The lines from the start of the data through the line containing "const DEFAULT_CONFIG_BASENAME: &str" are to be reproduced exactly, both ends included.

(Saved entries)
- - - - -

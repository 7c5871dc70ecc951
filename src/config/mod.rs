//! Configuration layer: typed settings with layered precedence (file → env → CLI).

use std::{
    collections::HashMap,
    net::SocketAddr,
    num::NonZeroUsize,
    path::PathBuf,
    str::FromStr,
    time::Duration,
};

use clap::{Args, Parser, Subcommand, builder::BoolishValueParser};
use config::{Config, Environment, File};
use serde::Deserialize;
use thiserror::Error;
use tracing::level_filters::LevelFilter;

use crate::application::replay::{DEFAULT_EVENT_MODULES, DEFAULT_REPLAY_PACING};
use crate::cache::{DEFAULT_TTL, ModulePolicy, PolicyTable};
use crate::stream::{DEFAULT_CHANNEL_CAPACITY, DEFAULT_STALE_TIMEOUT};

const DEFAULT_CONFIG_BASENAME: &str = "config/default";
const LOCAL_CONFIG_BASENAME: &str = "mirador";
const DEFAULT_HOST: &str = "127.0.0.1";
const DEFAULT_PORT: u16 = 3000;
const DEFAULT_GRACEFUL_SHUTDOWN_SECS: u64 = 30;
const DEFAULT_STORAGE_ROOT: &str = "data";
const DEFAULT_SWEEP_INTERVAL_SECS: u64 = 60;
const DEFAULT_HEARTBEAT_SECS: u64 = 15;
const DEFAULT_MONITOR_INTERVAL_SECS: u64 = 30;

/// Command-line arguments for the Mirador binary.
#[derive(Debug, Parser)]
#[command(name = "mirador", version, about = "Mirador dashboard cache server")]
pub struct CliArgs {
    /// Optional path to a configuration file.
    #[arg(long = "config-file", env = "MIRADOR_CONFIG_FILE", value_name = "PATH")]
    pub config_file: Option<PathBuf>,

    #[command(subcommand)]
    pub command: Option<Command>,
}

#[derive(Debug, Subcommand, Clone)]
pub enum Command {
    /// Run the Mirador HTTP service.
    Serve(Box<ServeArgs>),
}

#[derive(Debug, Args, Default, Clone)]
pub struct ServeArgs {
    #[command(flatten)]
    pub overrides: ServeOverrides,
}

#[derive(Debug, Args, Default, Clone)]
pub struct ServeOverrides {
    /// Override the listener host.
    #[arg(long = "server-host", value_name = "HOST")]
    pub server_host: Option<String>,

    /// Override the listener port.
    #[arg(long = "server-port", value_name = "PORT")]
    pub server_port: Option<u16>,

    /// Override the graceful shutdown timeout.
    #[arg(long = "server-graceful-shutdown-seconds", value_name = "SECONDS")]
    pub server_graceful_shutdown_seconds: Option<u64>,

    /// Override the base log level (trace|debug|info|warn|error).
    #[arg(long = "log-level", value_name = "LEVEL")]
    pub log_level: Option<String>,

    /// Toggle JSON logging.
    #[arg(
        long = "log-json",
        value_name = "BOOL",
        value_parser = BoolishValueParser::new()
    )]
    pub log_json: Option<bool>,

    /// Override the object store root directory.
    #[arg(long = "storage-root", value_name = "PATH")]
    pub storage_root: Option<PathBuf>,

    /// Override the expiry sweep interval.
    #[arg(long = "cache-sweep-interval-seconds", value_name = "SECONDS")]
    pub cache_sweep_interval_seconds: Option<u64>,

    /// Override the fallback cache TTL applied to unconfigured modules.
    #[arg(long = "cache-default-ttl-seconds", value_name = "SECONDS")]
    pub cache_default_ttl_seconds: Option<u64>,

    /// Override the heartbeat interval.
    #[arg(long = "stream-heartbeat-seconds", value_name = "SECONDS")]
    pub stream_heartbeat_seconds: Option<u64>,

    /// Override the connection staleness timeout.
    #[arg(long = "stream-stale-timeout-seconds", value_name = "SECONDS")]
    pub stream_stale_timeout_seconds: Option<u64>,

    /// Override the staleness monitor interval.
    #[arg(long = "stream-monitor-interval-seconds", value_name = "SECONDS")]
    pub stream_monitor_interval_seconds: Option<u64>,

    /// Override the per-connection channel capacity.
    #[arg(long = "stream-channel-capacity", value_name = "COUNT")]
    pub stream_channel_capacity: Option<usize>,

    /// Override the delay between replayed events.
    #[arg(long = "replay-pacing-ms", value_name = "MS")]
    pub replay_pacing_ms: Option<u64>,
}

/// Fully-resolved deployment settings after precedence resolution and validation.
#[derive(Debug, Clone)]
pub struct Settings {
    pub server: ServerSettings,
    pub logging: LoggingSettings,
    pub storage: StorageSettings,
    pub cache: CacheSettings,
    pub stream: StreamSettings,
    pub replay: ReplaySettings,
}

#[derive(Debug, Clone)]
pub struct ServerSettings {
    pub addr: SocketAddr,
    pub graceful_shutdown: Duration,
}

#[derive(Debug, Clone)]
pub struct LoggingSettings {
    pub level: LevelFilter,
    pub format: LogFormat,
}

#[derive(Debug, Clone, Copy)]
pub enum LogFormat {
    Json,
    Compact,
}

#[derive(Debug, Clone)]
pub struct StorageSettings {
    pub root: PathBuf,
}

#[derive(Debug, Clone)]
pub struct CacheSettings {
    pub sweep_interval: Duration,
    pub policies: PolicyTable,
}

#[derive(Debug, Clone)]
pub struct StreamSettings {
    pub heartbeat_interval: Duration,
    pub stale_timeout: Duration,
    pub monitor_interval: Duration,
    pub channel_capacity: NonZeroUsize,
}

#[derive(Debug, Clone)]
pub struct ReplaySettings {
    pub pacing: Duration,
    pub event_modules: Vec<String>,
    pub aliases: HashMap<String, Vec<String>>,
}

#[derive(Debug, Error)]
pub enum LoadError {
    #[error("failed to build configuration: {0}")]
    Build(#[from] config::ConfigError),
    #[error("invalid configuration for `{key}`: {reason}")]
    Invalid { key: &'static str, reason: String },
}

impl LoadError {
    fn invalid(key: &'static str, reason: impl Into<String>) -> Self {
        Self::Invalid {
            key,
            reason: reason.into(),
        }
    }
}

/// Load settings using the configured precedence (file → environment → CLI).
pub fn load(cli: &CliArgs) -> Result<Settings, LoadError> {
    let mut builder = Config::builder()
        .add_source(File::with_name(DEFAULT_CONFIG_BASENAME).required(false))
        .add_source(File::with_name(LOCAL_CONFIG_BASENAME).required(false));

    if let Some(path) = cli.config_file.as_ref() {
        builder = builder.add_source(File::from(path.as_path()).required(true));
    }

    builder = builder.add_source(Environment::with_prefix("MIRADOR").separator("__"));

    let mut raw: RawSettings = builder.build()?.try_deserialize()?;

    match cli.command.as_ref() {
        Some(Command::Serve(args)) => raw.apply_serve_overrides(&args.overrides),
        None => raw.apply_serve_overrides(&ServeOverrides::default()),
    }

    Settings::from_raw(raw)
}

/// Resolve configuration using the supplied CLI arguments, returning both for downstream use.
pub fn load_with_cli() -> Result<(CliArgs, Settings), LoadError> {
    let args = CliArgs::parse();
    let settings = load(&args)?;
    Ok((args, settings))
}

#[derive(Debug, Clone, Deserialize, Default)]
#[serde(default)]
struct RawSettings {
    server: RawServerSettings,
    logging: RawLoggingSettings,
    storage: RawStorageSettings,
    cache: RawCacheSettings,
    stream: RawStreamSettings,
    replay: RawReplaySettings,
}

impl RawSettings {
    fn apply_serve_overrides(&mut self, overrides: &ServeOverrides) {
        if let Some(host) = overrides.server_host.as_ref() {
            self.server.host = Some(host.clone());
        }
        if let Some(port) = overrides.server_port {
            self.server.port = Some(port);
        }
        if let Some(seconds) = overrides.server_graceful_shutdown_seconds {
            self.server.graceful_shutdown_seconds = Some(seconds);
        }
        if let Some(level) = overrides.log_level.as_ref() {
            self.logging.level = Some(level.clone());
        }
        if let Some(json) = overrides.log_json {
            self.logging.json = Some(json);
        }
        if let Some(root) = overrides.storage_root.as_ref() {
            self.storage.root = Some(root.clone());
        }
        if let Some(seconds) = overrides.cache_sweep_interval_seconds {
            self.cache.sweep_interval_seconds = Some(seconds);
        }
        if let Some(seconds) = overrides.cache_default_ttl_seconds {
            self.cache.default_ttl_seconds = Some(seconds);
        }
        if let Some(seconds) = overrides.stream_heartbeat_seconds {
            self.stream.heartbeat_seconds = Some(seconds);
        }
        if let Some(seconds) = overrides.stream_stale_timeout_seconds {
            self.stream.stale_timeout_seconds = Some(seconds);
        }
        if let Some(seconds) = overrides.stream_monitor_interval_seconds {
            self.stream.monitor_interval_seconds = Some(seconds);
        }
        if let Some(capacity) = overrides.stream_channel_capacity {
            self.stream.channel_capacity = Some(capacity);
        }
        if let Some(ms) = overrides.replay_pacing_ms {
            self.replay.pacing_ms = Some(ms);
        }
    }
}

impl Settings {
    fn from_raw(raw: RawSettings) -> Result<Self, LoadError> {
        let RawSettings {
            server,
            logging,
            storage,
            cache,
            stream,
            replay,
        } = raw;

        let server = build_server_settings(server)?;
        let logging = build_logging_settings(logging)?;
        let storage = build_storage_settings(storage)?;
        let cache = build_cache_settings(cache)?;
        let stream = build_stream_settings(stream)?;
        let replay = build_replay_settings(replay)?;

        Ok(Self {
            server,
            logging,
            storage,
            cache,
            stream,
            replay,
        })
    }
}

fn build_server_settings(server: RawServerSettings) -> Result<ServerSettings, LoadError> {
    let host = server.host.unwrap_or_else(|| DEFAULT_HOST.to_string());

    let port = server.port.unwrap_or(DEFAULT_PORT);
    if port == 0 {
        return Err(LoadError::invalid(
            "server.port",
            "port must be greater than zero",
        ));
    }

    let addr = parse_socket_addr(&host, port)
        .map_err(|reason| LoadError::invalid("server.addr", reason))?;

    let graceful_secs = server
        .graceful_shutdown_seconds
        .unwrap_or(DEFAULT_GRACEFUL_SHUTDOWN_SECS);
    if graceful_secs == 0 {
        return Err(LoadError::invalid(
            "server.graceful_shutdown_seconds",
            "must be greater than zero",
        ));
    }

    Ok(ServerSettings {
        addr,
        graceful_shutdown: Duration::from_secs(graceful_secs),
    })
}

fn build_logging_settings(logging: RawLoggingSettings) -> Result<LoggingSettings, LoadError> {
    let level = match logging.level {
        Some(level) => LevelFilter::from_str(level.as_str()).map_err(|err| {
            LoadError::invalid("logging.level", format!("failed to parse: {err}"))
        })?,
        None => LevelFilter::INFO,
    };

    let format = if logging.json.unwrap_or(false) {
        LogFormat::Json
    } else {
        LogFormat::Compact
    };

    Ok(LoggingSettings { level, format })
}

fn build_storage_settings(storage: RawStorageSettings) -> Result<StorageSettings, LoadError> {
    let root = storage
        .root
        .unwrap_or_else(|| PathBuf::from(DEFAULT_STORAGE_ROOT));
    if root.as_os_str().is_empty() {
        return Err(LoadError::invalid("storage.root", "path must not be empty"));
    }

    Ok(StorageSettings { root })
}
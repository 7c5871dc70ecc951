//! Mirador cache subsystem.
//!
//! A read-through cache over the external object store:
//!
//! - **keys**: typed parsing of `module/platform/subscriber/filename` keys
//! - **policy**: per-module TTL/enabled table with a standard fallback
//! - **store**: the prefix → `(value, inserted_at)` map with hit/miss
//!   counters and a periodic expiry sweep
//! - **metrics**: aggregation into the `/api/system/cache-stats` snapshot

pub mod keys;
mod lock;
pub mod metrics;
mod policy;
mod store;

pub(crate) use lock::{mutex_lock, rw_read, rw_write};
pub use policy::{DEFAULT_TTL, ModulePolicy, PolicyTable};
pub use store::{CacheEntry, CacheStore};
//! Webhook-driven cache invalidation.
//!
//! The object store reports external writes as `{event, key}` notifications.
//! A well-shaped key invalidates its cache prefix and fans a change event
//! out to the subscriber's live connections; anything else is silently
//! ignored — the notification source has no reliable failure channel, so
//! malformed input is a no-op rather than an error.

use std::sync::Arc;

use mirador_api_types::StorageNotification;
use serde_json::json;
use time::OffsetDateTime;
use tracing::debug;

use crate::cache::CacheStore;
use crate::cache::keys::ArtifactKey;
use crate::stream::{BroadcastHub, ChangeEvent};

pub struct InvalidationService {
    store: Arc<CacheStore>,
    hub: Arc<BroadcastHub>,
}

impl InvalidationService {
    pub fn new(store: Arc<CacheStore>, hub: Arc<BroadcastHub>) -> Self {
        Self { store, hub }
    }

    /// Process one change notification.
    ///
    /// Invalidation always happens before the broadcast publish, so a client
    /// acting on the push can never be handed the entry the push is about.
    pub fn handle(&self, notification: &StorageNotification) {
        let Some(key) = ArtifactKey::parse(&notification.key) else {
            debug!(
                target = "mirador::invalidation",
                key = %notification.key,
                event = %notification.event,
                "Ignoring notification with unrecognized key shape"
            );
            return;
        };

        let prefix = key.prefix();
        self.store.invalidate(&prefix);

        let event = ChangeEvent {
            subscriber_id: key.subscriber.clone(),
            cache_key: prefix,
            timestamp: OffsetDateTime::now_utc(),
            payload: json!({ "key": notification.key }),
            token: notification.key.clone(),
        };
        self.hub.publish(&event);
    }
}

- - - - -

**THE ANSWER**
repository 7c5871dc70ecc951
filename src/config/mod.rs
//! Configuration layer: typed settings with layered precedence (file → env → CLI).

use std::{
    collections::HashMap,
    net::SocketAddr,
    num::NonZeroUsize,
    path::PathBuf,
    str::FromStr,
    time::Duration,
};

use clap::{Args, Parser, Subcommand, builder::BoolishValueParser};
use config::{Config, Environment, File};
use serde::Deserialize;
use thiserror::Error;
use tracing::level_filters::LevelFilter;

use crate::application::replay::{DEFAULT_EVENT_MODULES, DEFAULT_REPLAY_PACING};
use crate::cache::{DEFAULT_TTL, ModulePolicy, PolicyTable};
use crate::stream::{DEFAULT_CHANNEL_CAPACITY, DEFAULT_STALE_TIMEOUT};

const DEFAULT_CONFIG_BASENAME: &str = "config/default";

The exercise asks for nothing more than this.